Voilà une liste non exhaustive des ramifications de la loi des avantages comparatifs, du plus évident au moins évident. Certains des points vous sembleront tellement évidents qu’ils ne devraient pas être dans la liste, je suis d’accord avec vous, mais systématiquement je constate une énorme différence entre ce que les gens savent et ce que les gens font. Alors ces points seront des piqûres de rappel.

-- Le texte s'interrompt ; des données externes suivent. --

//! Search tuning knobs: field weights, highlight rendering, result limit.

use crate::document::Field;
use crate::error::Result;
use anyhow::Context;
use serde::{Deserialize, Serialize};
use std::path::Path;

/// Default number of results returned by [`SearchIndex::search`](crate::SearchIndex::search).
pub const DEFAULT_RESULT_LIMIT: usize = 20;

/// Per-field score multipliers.
///
/// Titles and tags are weighted above body text so that a hit in a heading
/// outranks a passing mention.
#[derive(Debug, Clone, Copy, PartialEq, Serialize, Deserialize)]
#[serde(default)]
pub struct FieldWeights {
    pub title: f64,
    pub tags: f64,
    pub path: f64,
    pub description: f64,
    pub content: f64,
    pub author: f64,
}

impl Default for FieldWeights {
    fn default() -> Self {
        Self {
            title: 3.0,
            tags: 2.5,
            path: 2.0,
            description: 1.5,
            content: 1.0,
            author: 1.0,
        }
    }
}

impl FieldWeights {
    /// Weight applied to matches in `field`.
    pub const fn weight(&self, field: Field) -> f64 {
        match field {
            Field::Title => self.title,
            Field::Tags => self.tags,
            Field::Path => self.path,
            Field::Description => self.description,
            Field::Content => self.content,
            Field::Author => self.author,
        }
    }
}

/// How highlight fragments are cut and marked.
#[derive(Debug, Clone, PartialEq, Eq, Serialize, Deserialize)]
#[serde(default)]
pub struct HighlightConfig {
    /// Characters of context kept on each side of a match.
    pub context_chars: usize,
    /// Maximum number of fragments produced per field.
    pub max_fragments: usize,
    pub pre_tag: String,
    pub post_tag: String,
    /// Marker added where a fragment was clamped.
    pub ellipsis: String,
}

impl Default for HighlightConfig {
    fn default() -> Self {
        Self {
            context_chars: 50,
            max_fragments: 3,
            pre_tag: "<mark>".to_string(),
            post_tag: "</mark>".to_string(),
            ellipsis: "...".to_string(),
        }
    }
}

/// Complete search configuration. Every key is optional when loaded from TOML.
#[derive(Debug, Clone, PartialEq, Serialize, Deserialize)]
#[serde(default)]
pub struct SearchConfig {
    pub weights: FieldWeights,
    pub highlight: HighlightConfig,
    pub default_limit: usize,
}

impl Default for SearchConfig {
    fn default() -> Self {
        Self {
            weights: FieldWeights::default(),
            highlight: HighlightConfig::default(),
            default_limit: DEFAULT_RESULT_LIMIT,
        }
    }
}

impl SearchConfig {
    /// Parse a configuration from TOML text.
    ///
    /// ```toml
    /// default_limit = 50
    ///
    /// [weights]
    /// title = 4.0
    ///
    /// [highlight]
    /// pre_tag = "<em>"
    /// post_tag = "</em>"
    /// ```
    pub fn from_toml_str(content: &str) -> Result<Self> {
        toml::from_str(content).context("Failed to parse search configuration")
    }

    /// Load a configuration file from disk.
    pub fn load(path: &Path) -> Result<Self> {
        let content = std::fs::read_to_string(path)
            .with_context(|| format!("Failed to read search configuration at {}", path.display()))?;
        let config = Self::from_toml_str(&content)
            .with_context(|| format!("Invalid search configuration in {}", path.display()))?;
        tracing::debug!("Loaded search configuration from {}", path.display());
        Ok(config)
    }
}

#[cfg(test)]
mod tests {
    use super::*;
    use assert2::check;
    use rstest::rstest;

    #[rstest]
    #[case(Field::Title, 3.0)]
    #[case(Field::Tags, 2.5)]
    #[case(Field::Path, 2.0)]
    #[case(Field::Description, 1.5)]
    #[case(Field::Content, 1.0)]
    #[case(Field::Author, 1.0)]
    fn test_default_weights(#[case] field: Field, #[case] expected: f64) {
        check!(FieldWeights::default().weight(field) == expected);
    }

    #[test]
    fn test_partial_toml_keeps_defaults() {
        let config = SearchConfig::from_toml_str(
            "default_limit = 5\n[weights]\ntitle = 10.0\n[highlight]\npre_tag = \"<b>\"\n",
        )
        .unwrap();

        check!(config.default_limit == 5);
        check!(config.weights.title == 10.0);
        check!(config.weights.tags == 2.5);
        check!(config.highlight.pre_tag == "<b>");
        check!(config.highlight.post_tag == "</mark>");
        check!(config.highlight.context_chars == 50);
    }

    #[test]
    fn test_empty_toml_is_default() {
        check!(SearchConfig::from_toml_str("").unwrap() == SearchConfig::default());
    }

    #[test]
    fn test_invalid_toml_is_error() {
        check!(SearchConfig::from_toml_str("default_limit = \"many\"").is_err());
    }
}
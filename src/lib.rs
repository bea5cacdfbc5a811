//! In-memory search over documentation content with a compact query language.
//!
//! ```
//! use docsift::{ContentItem, SearchIndex};
//!
//! let index = SearchIndex::build(&[
//!     ContentItem::new("hooks/guide").with_tags(["hooks", "react"]),
//!     ContentItem::new("vue/basics").with_tags(["vue"]),
//! ]);
//!
//! let results = index.search("react NOT vue");
//! assert_eq!(results[0].name, "hooks/guide");
//! ```

pub mod config;
pub mod document;
pub mod error;
pub mod history;
pub mod metadata;
pub mod search;
pub mod source;
pub mod tracing;

pub use config::{FieldWeights, HighlightConfig, SearchConfig};
pub use document::{ContentItem, DocKind, Field, IndexedDocument};
pub use error::{MetadataError, QuerySyntaxError};
pub use history::SearchHistory;
pub use search::{Highlight, Query, SearchIndex, SearchResult, group_by_kind};
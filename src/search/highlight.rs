//! Highlight fragment extraction.

use crate::config::HighlightConfig;
use crate::document::Field;
use regex::{Regex, RegexBuilder};
use serde::Serialize;

/// Marked excerpts of one field.
#[derive(Debug, Clone, PartialEq, Eq, Serialize)]
pub struct Highlight {
    pub field: Field,
    pub fragments: Vec<String>,
}

/// Cuts bounded windows around matches and marks every occurrence inside them.
#[derive(Debug, Clone)]
pub struct Highlighter<'a> {
    config: &'a HighlightConfig,
}

impl<'a> Highlighter<'a> {
    pub const fn new(config: &'a HighlightConfig) -> Self {
        Self { config }
    }

    /// Fragments for up to `max_fragments` occurrences of `term` in `text`.
    ///
    /// Matching is case-insensitive. Each window keeps `context_chars` characters on
    /// either side of its match, clamped to the text, with an ellipsis wherever it was
    /// clamped. An empty result means there is nothing to highlight.
    pub fn fragments(&self, text: &str, term: &str) -> Vec<String> {
        let Some(pattern) = term_regex(term) else {
            return vec![];
        };

        pattern
            .find_iter(text)
            .take(self.config.max_fragments)
            .map(|m| {
                let start = back_chars(text, m.start(), self.config.context_chars);
                let end = forward_chars(text, m.end(), self.config.context_chars);
                self.render(text, start, end, &pattern)
            })
            .collect()
    }

    /// Highlight entry for `field`, or `None` when no fragment was produced.
    pub fn highlight(&self, field: Field, text: &str, term: &str) -> Option<Highlight> {
        let fragments = self.fragments(text, term);
        (!fragments.is_empty()).then_some(Highlight { field, fragments })
    }

    fn render(&self, text: &str, start: usize, end: usize, pattern: &Regex) -> String {
        let window = &text[start..end];
        let mut fragment = String::with_capacity(window.len() + 32);

        if start > 0 {
            fragment.push_str(&self.config.ellipsis);
        }

        let mut last = 0;
        for m in pattern.find_iter(window) {
            fragment.push_str(&window[last..m.start()]);
            fragment.push_str(&self.config.pre_tag);
            fragment.push_str(m.as_str());
            fragment.push_str(&self.config.post_tag);
            last = m.end();
        }
        fragment.push_str(&window[last..]);

        if end < text.len() {
            fragment.push_str(&self.config.ellipsis);
        }
        fragment
    }
}

fn term_regex(term: &str) -> Option<Regex> {
    if term.is_empty() {
        return None;
    }
    RegexBuilder::new(&regex::escape(term))
        .case_insensitive(true)
        .build()
        .ok()
}

/// Byte offset `count` characters before `from`, clamped to 0.
fn back_chars(text: &str, from: usize, count: usize) -> usize {
    if count == 0 {
        return from;
    }
    text[..from]
        .char_indices()
        .rev()
        .nth(count - 1)
        .map_or(0, |(i, _)| i)
}

/// Byte offset `count` characters after `from`, clamped to the text length.
fn forward_chars(text: &str, from: usize, count: usize) -> usize {
    text[from..]
        .char_indices()
        .nth(count)
        .map_or(text.len(), |(i, _)| from + i)
}
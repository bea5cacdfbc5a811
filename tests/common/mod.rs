//! Shared fixtures for integration tests.
//!
//! # Available Fixtures
//!
//! - `guide_index`: Two documents (a React hooks guide and a Vue page)
//! - `demo_index`: A mixed set of demos and markdown pages with metadata

use docsift::{ContentItem, DocKind, SearchIndex};
use rstest::fixture;
use std::path::Path;
use tempfile::TempDir;

/// A temporary content directory, removed on drop.
#[allow(dead_code)] // Methods used across different integration test crates
pub struct TempContent {
    _temp: TempDir,
    root: std::path::PathBuf,
}

#[allow(dead_code)] // Methods used across different integration test crates
impl TempContent {
    /// # Panics
    /// Panics if the temporary directory cannot be created.
    pub fn new() -> Self {
        let temp = TempDir::new().expect("Failed to create temp directory");
        let root = temp.path().to_path_buf();
        Self { _temp: temp, root }
    }

    pub fn path(&self) -> &Path {
        &self.root
    }

    /// Creates a file, making parent directories as needed.
    ///
    /// # Panics
    /// Panics if the file cannot be written.
    pub fn create_file(&self, path: &str, content: &str) {
        let full_path = self.root.join(path);
        if let Some(parent) = full_path.parent() {
            std::fs::create_dir_all(parent).unwrap_or_else(|e| {
                panic!("Failed to create parent directory for '{}': {}", path, e)
            });
        }
        std::fs::write(&full_path, content)
            .unwrap_or_else(|e| panic!("Failed to write file '{}': {}", path, e));
    }
}

impl Default for TempContent {
    fn default() -> Self {
        Self::new()
    }
}

/// The two-document index used throughout the query tests.
///
/// - id 0: title "React Hooks Guide", path `hooks/guide`, tags `hooks react`
/// - id 1: title "Vue Basics", path `vue/basics`, tags `vue`
#[allow(dead_code)] // Used by some integration test crates only
#[fixture]
pub fn guide_index() -> SearchIndex {
    docsift::tracing::init();
    SearchIndex::build(&[
        ContentItem::new("hooks/guide")
            .with_tags(["hooks", "react"])
            .with_markdown("---\ntitle: React Hooks Guide\n---\nuseState and useEffect basics"),
        ContentItem::new("vue/basics")
            .with_tags(["vue"])
            .with_markdown("---\ntitle: Vue Basics\n---\nVue fundamentals"),
    ])
}

/// A larger index mixing demos and markdown pages.
#[allow(dead_code)] // Used by some integration test crates only
#[fixture]
pub fn demo_index() -> SearchIndex {
    docsift::tracing::init();
    SearchIndex::build(&[
        ContentItem::new("buttons/primary")
            .with_kind(DocKind::Demo)
            .with_tags(["buttons", "forms"])
            .with_raw_content("export default () => <Button primary>Save</Button>;")
            .with_markdown(
                "---\ntitle: Primary Button\ndescription: The main call to action\nauthor: Grace\nminute: 2\n---\nUse one primary button per view.",
            ),
        ContentItem::new("forms/validation")
            .with_kind(DocKind::Demo)
            .with_tags(["forms"])
            .with_raw_content("const schema = object({ email: string().email() });")
            .with_markdown("---\ntitle: Form Validation\n---\nValidate forms before submitting."),
        ContentItem::new("guides/theming")
            .with_kind(DocKind::Markdown)
            .with_markdown(
                "---\ntitle: Theming\ntags: [design, colors]\n---\nOverride design tokens to theme every button.",
            ),
        ContentItem::new("guides/accessibility")
            .with_kind(DocKind::Markdown)
            .with_markdown("# Accessibility\n\nLabel every form control."),
    ])
}
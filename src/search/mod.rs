//! Query-language search over indexed documentation content.
//!
//! This module provides the query tokenizer and recursive-descent parser, the
//! structural evaluator with weighted multi-field scoring, highlight extraction,
//! and result ranking with a plain substring fallback.

// Module declarations
pub(crate) mod evaluate;
pub(crate) mod highlight;
pub(crate) mod index;
pub(crate) mod query;
pub(crate) mod rank;
pub(crate) mod scoring;
pub(crate) mod tokenize;

// Public re-exports (used via lib.rs)
pub use evaluate::{Evaluation, Evaluator};
pub use highlight::{Highlight, Highlighter};
pub use index::SearchIndex;
pub use query::{BooleanOp, MAX_QUERY_DEPTH, Parser, Query};
pub use rank::{ResultGroup, SearchResult, group_by_kind};
pub use scoring::{count_occurrences, edit_distance, wildcard_regex};
pub use tokenize::{FieldValue, Token, tokenize};
use super::*;

#[test]
fn split_command_drops_extra_whitespace() {
    assert_eq!(split_command("  cast wallet   sign "), vec!["cast", "wallet", "sign"]);
    assert!(split_command("   ").is_empty());
}

#[test]
fn blank_account_is_not_connected() {
    let wallet = TerminalWallet::new(Some("  ".into()), None);
    assert_eq!(wallet.account(), None);
}

#[test]
fn disconnect_forgets_account() {
    let wallet = TerminalWallet::new(Some("0xA".into()), Some("echo"));
    assert_eq!(wallet.account().as_deref(), Some("0xA"));
    wallet.disconnect();
    assert_eq!(wallet.account(), None);
}

#[cfg(unix)]
#[tokio::test]
async fn signer_command_output_is_the_signature() {
    let wallet = TerminalWallet::new(Some("0xA".into()), Some("echo 0xSIG"));
    let signature = wallet.sign_message("Sign in").await.unwrap();
    assert_eq!(signature.as_deref(), Some("0xSIG Sign in"));
}

#[cfg(unix)]
#[tokio::test]
async fn failing_signer_command_is_a_rejection() {
    let wallet = TerminalWallet::new(Some("0xA".into()), Some("false"));
    let err = wallet.sign_message("Sign in").await.unwrap_err();
    assert!(matches!(err, WalletError::Rejected(_)));
}

#[cfg(unix)]
#[tokio::test]
async fn missing_signer_program_is_a_rejection() {
    let wallet = TerminalWallet::new(Some("0xA".into()), Some("smoketron-no-such-signer"));
    let err = wallet.sign_message("Sign in").await.unwrap_err();
    assert!(err.to_string().contains("failed to start"));
}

  1. Un groupe composé de membres hétérogènes est plus efficace car paré à toutes les situations.
  2. Lors d’un projet (y compris dans les jeux vidéo) partager les tâches selon les talents de chacun des membres. Si un membre a trop de travail (à cause d’un de ses talents), déléguer une partie de son travail.
  3. Lorsque vous jouez en groupe, une action groupée vaut mieux que de se forcer à essayer de créer la différence tout seul. Autrement dit jouer vraiment à plusieurs et pas ensemble chacun de votre côté. Souvent je constate une action en solitaire qui se solde par un échec, votre groupe est donc handicapé pour la prochaine altercation.
  4. Quand un de vos équipiers fait une faute, au lieu de lui dire qu’il a fait une erreur, demandez-lui plutôt ce qui s’est passé et s’il lui manquait une information pour prendre le bon choix, faire la bonne action. Les remarques visant à lui dire qu’il est mauvais ne sont pas productives, il vaut mieux donc chercher à lui permettre de mieux faire son travail plutôt que de lui faire une remarque inutile.
  5. Quand un de vos équipiers fait une mauvaise partie, au lieu de lui dire de changer de rôle et de lui prendre le sien, (encore une fois) demandez-lui ce qui s’est passé et aidez-le en conséquence. Et par pitié, quand il vous a exposé son problème répondez autre chose que « ah ben ça il faut que tu apprennes à le gérer », c’est la réponse que je constate le plus souvent.
  6. Si vous constatez un manque dans votre équipe (un manque de soin, de coordination, de puissance de feu, de productivité), au lieu de vous en prendre aux personnes dont c’est le rôle, demandez leur (encore une fois) ce qui s’est passé. En vous en prenant directement à eux, vous remettez en cause leur habileté à assumer leur rôle avant même d’essayer de comprendre la situation.
  7. Enfin, un dernier constat que je fais systématiquement dans la majorité des équipes, vous devez écouter tout le monde, surtout s’il parle de leur propre spécialisation. Tout le monde est légitime. Ce que je constate dans les groupes qui fonctionnement (mal), c’est qu’une personne (généralement le leader) donne son point de vue qui est considéré comme la vérité et les autres essayent tant bien que mal de se « défendre ». Tout le monde a le droit à la parole et tout le monde a le droit d’être écouté et a le devoir d’écouter les autres. Si vous pensez qu’une personne est en tort, expliquez-lui sur la base de faits et pas sur la base de votre vision des choses. Lorsque ça va mal, la recherche de la cause d’un problème revient très souvent à la recherche du coupable, sortez de ce schéma binaire qui n’est pas constructif.

Défi

A vous de jouer, ce défi est assez complexe. En effet, notre instinct primaire est de se défendre quand on est sous pression ou quand on se sent menacé. En prenant en compte la loi des avantages comparatifs, les membres du groupe ne sont plus vus comme des boucs émissaires potentiels, mais bien des partenaires avec lesquels il faut travailler. Et pour travailler efficacement, il faut respecter ses partenaires, les voir dans leur globalité et le gain qu’ils apportent au groupe. Voilà votre défi, la prochaine fois que vous perdez dans un jeu coopératif, au lieu de trouver un coupable ou d’essayer de trouver un coupable, identifier plutôt clairement la situation qui vous pose problème et décider ensemble de la solution à essayer.